• **Data**
-- Opening Marker --
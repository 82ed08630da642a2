//! Immutable reference tables: asset profiles, the local currency profile,
//! per-tier allocation templates, and per-tier fallback statistics.
//!
//! A [`Catalog`] is built once at startup (either [`Catalog::builtin`] or a
//! JSON file) and shared behind an `Arc`. Construction validates every
//! template so a malformed table never reaches the engine.

use std::collections::{BTreeMap, HashMap};
use std::path::Path;

use serde::{Deserialize, Serialize};

use crate::domain::{validate_finite, validate_non_negative};
use crate::{
    AllocationTemplate, AssetProfile, AssetType, ConfigError, CurrencyProfile,
    PortfolioStatistics, RiskTier, Symbol, TemplateEntry, ValidationError,
};

/// Profile applied to symbols missing from the catalog.
pub const DEFAULT_EXPECTED_RETURN: f64 = 0.10;
pub const DEFAULT_VOLATILITY: f64 = 0.18;

const TEMPLATE_SUM_TOLERANCE: f64 = 1e-6;

/// Process-wide reference data for the engine.
#[derive(Debug, Clone, PartialEq)]
pub struct Catalog {
    assets: Vec<AssetProfile>,
    index: HashMap<Symbol, usize>,
    currency: CurrencyProfile,
    templates: BTreeMap<RiskTier, AllocationTemplate>,
    fallback_statistics: BTreeMap<RiskTier, PortfolioStatistics>,
}

/// On-disk catalog layout.
#[derive(Debug, Clone, Serialize, Deserialize)]
pub struct CatalogFile {
    pub assets: Vec<AssetProfile>,
    pub currency: CurrencyProfile,
    pub templates: BTreeMap<RiskTier, AllocationTemplate>,
    #[serde(default = "builtin_fallback_statistics")]
    pub fallback_statistics: BTreeMap<RiskTier, PortfolioStatistics>,
}

impl Catalog {
    /// Validates and indexes the given tables.
    pub fn new(file: CatalogFile) -> Result<Self, ValidationError> {
        let CatalogFile {
            assets,
            currency,
            templates,
            fallback_statistics,
        } = file;

        currency.validate()?;

        let mut index = HashMap::with_capacity(assets.len());
        for (position, asset) in assets.iter().enumerate() {
            asset.validate()?;
            if index.insert(asset.symbol.clone(), position).is_some() {
                return Err(ValidationError::DuplicateAsset {
                    symbol: asset.symbol.to_string(),
                });
            }
        }

        for tier in RiskTier::ALL {
            let template = templates
                .get(&tier)
                .ok_or(ValidationError::MissingTemplate {
                    tier: tier.as_str(),
                })?;
            validate_template(tier, template)?;
        }

        let mut fallback_statistics = fallback_statistics;
        for tier in RiskTier::ALL {
            let stats = fallback_statistics
                .entry(tier)
                .or_insert_with(|| builtin_fallback_for(tier));
            validate_finite("fallback_expected_return", stats.expected_return)?;
            validate_non_negative("fallback_volatility", stats.volatility)?;
        }

        Ok(Self {
            assets,
            index,
            currency,
            templates,
            fallback_statistics,
        })
    }

    /// Reference tables shipped with the binary.
    pub fn builtin() -> Self {
        use AssetType::{Etf, Stock};

        let asset = |symbol, asset_type, expected_return, volatility, asset_class: &str| {
            AssetProfile {
                symbol: Symbol::from_static(symbol),
                asset_type,
                expected_return,
                volatility,
                asset_class: asset_class.to_owned(),
            }
        };
        let assets = vec![
            asset("VOO", Etf, 0.10, 0.18, "Broad Market ETF"),
            asset("SPY", Etf, 0.10, 0.18, "Broad Market ETF"),
            asset("AAPL", Stock, 0.15, 0.25, "Large-Cap Tech"),
            asset("MSFT", Stock, 0.15, 0.25, "Large-Cap Tech"),
            asset("JNJ", Stock, 0.07, 0.15, "Defensive"),
            asset("KO", Stock, 0.07, 0.15, "Defensive"),
        ];
        let index = assets
            .iter()
            .enumerate()
            .map(|(position, asset)| (asset.symbol.clone(), position))
            .collect();

        let slot = |symbol, asset_type, percent| TemplateEntry {
            symbol: Symbol::from_static(symbol),
            asset_type,
            percent,
        };
        let templates = BTreeMap::from([
            (
                RiskTier::Low,
                AllocationTemplate::new(vec![slot("VOO", Etf, 70.0), slot("JNJ", Stock, 30.0)]),
            ),
            (
                RiskTier::Medium,
                AllocationTemplate::new(vec![
                    slot("SPY", Etf, 50.0),
                    slot("AAPL", Stock, 30.0),
                    slot("KO", Stock, 20.0),
                ]),
            ),
            (
                RiskTier::High,
                AllocationTemplate::new(vec![
                    slot("VOO", Etf, 40.0),
                    slot("AAPL", Stock, 35.0),
                    slot("MSFT", Stock, 25.0),
                ]),
            ),
        ]);

        Self {
            assets,
            index,
            currency: CurrencyProfile {
                local_currency: String::from("NGN"),
                quote_currency: String::from("USD"),
                drift: -0.04,
                volatility: 0.10,
            },
            templates,
            fallback_statistics: builtin_fallback_statistics(),
        }
    }

    pub fn from_json_str(json: &str) -> Result<Self, ConfigError> {
        let file: CatalogFile = serde_json::from_str(json)?;
        Ok(Self::new(file)?)
    }

    pub fn from_json_file(path: impl AsRef<Path>) -> Result<Self, ConfigError> {
        let path = path.as_ref();
        let json = std::fs::read_to_string(path).map_err(|source| ConfigError::Read {
            path: path.display().to_string(),
            source,
        })?;
        let catalog = Self::from_json_str(&json)?;
        tracing::info!(
            path = %path.display(),
            assets = catalog.assets.len(),
            "loaded catalog file"
        );
        Ok(catalog)
    }

    /// Serializable snapshot, the inverse of [`Catalog::new`].
    pub fn to_file(&self) -> CatalogFile {
        CatalogFile {
            assets: self.assets.clone(),
            currency: self.currency.clone(),
            templates: self.templates.clone(),
            fallback_statistics: self.fallback_statistics.clone(),
        }
    }

    pub fn assets(&self) -> &[AssetProfile] {
        &self.assets
    }

    pub fn asset(&self, symbol: &Symbol) -> Option<&AssetProfile> {
        self.index.get(symbol).map(|position| &self.assets[*position])
    }

    /// Expected return and volatility for `symbol`, or the generic default.
    pub fn return_and_volatility(&self, symbol: &Symbol) -> (f64, f64) {
        match self.asset(symbol) {
            Some(profile) => (profile.expected_return, profile.volatility),
            None => {
                tracing::debug!(%symbol, "symbol not in catalog, using default profile");
                (DEFAULT_EXPECTED_RETURN, DEFAULT_VOLATILITY)
            }
        }
    }

    pub fn currency(&self) -> &CurrencyProfile {
        &self.currency
    }

    pub fn template(&self, tier: RiskTier) -> &AllocationTemplate {
        // Every tier is present after validation; builtin() fills all three.
        &self.templates[&tier]
    }

    pub fn fallback_statistics(&self, tier: RiskTier) -> PortfolioStatistics {
        self.fallback_statistics
            .get(&tier)
            .copied()
            .unwrap_or_else(|| builtin_fallback_for(tier))
    }
}

impl Default for Catalog {
    fn default() -> Self {
        Self::builtin()
    }
}

fn validate_template(tier: RiskTier, template: &AllocationTemplate) -> Result<(), ValidationError> {
    if template.entries().is_empty() {
        return Err(ValidationError::EmptyTemplate {
            tier: tier.as_str(),
        });
    }

    for entry in template.entries() {
        validate_non_negative("percent", entry.percent)?;
    }

    let total = template.total_percent();
    if (total - 100.0).abs() > TEMPLATE_SUM_TOLERANCE {
        return Err(ValidationError::TemplateSum {
            tier: tier.as_str(),
            total,
        });
    }

    Ok(())
}

fn builtin_fallback_for(tier: RiskTier) -> PortfolioStatistics {
    let (expected_return, volatility) = match tier {
        RiskTier::Low => (0.08, 0.15),
        RiskTier::Medium => (0.10, 0.18),
        RiskTier::High => (0.13, 0.22),
    };
    PortfolioStatistics {
        expected_return,
        volatility,
    }
}

fn builtin_fallback_statistics() -> BTreeMap<RiskTier, PortfolioStatistics> {
    RiskTier::ALL
        .into_iter()
        .map(|tier| (tier, builtin_fallback_for(tier)))
        .collect()
}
-- Closing Marker --
• **Exercise objective**
Each of the lines from the one holding "let total = template.total_percent();" through the final line of the entries is to be set down exactly, and no others.

• **Solution**
    let total = template.total_percent();
    if (total - 100.0).abs() > TEMPLATE_SUM_TOLERANCE {
        return Err(ValidationError::TemplateSum {
            tier: tier.as_str(),
            total,
        });
    }

    Ok(())
}

fn builtin_fallback_for(tier: RiskTier) -> PortfolioStatistics {
    let (expected_return, volatility) = match tier {
        RiskTier::Low => (0.08, 0.15),
        RiskTier::Medium => (0.10, 0.18),
        RiskTier::High => (0.13, 0.22),
    };
    PortfolioStatistics {
        expected_return,
        volatility,
    }
}

fn builtin_fallback_statistics() -> BTreeMap<RiskTier, PortfolioStatistics> {
    RiskTier::ALL
        .into_iter()
        .map(|tier| (tier, builtin_fallback_for(tier)))
        .collect()
}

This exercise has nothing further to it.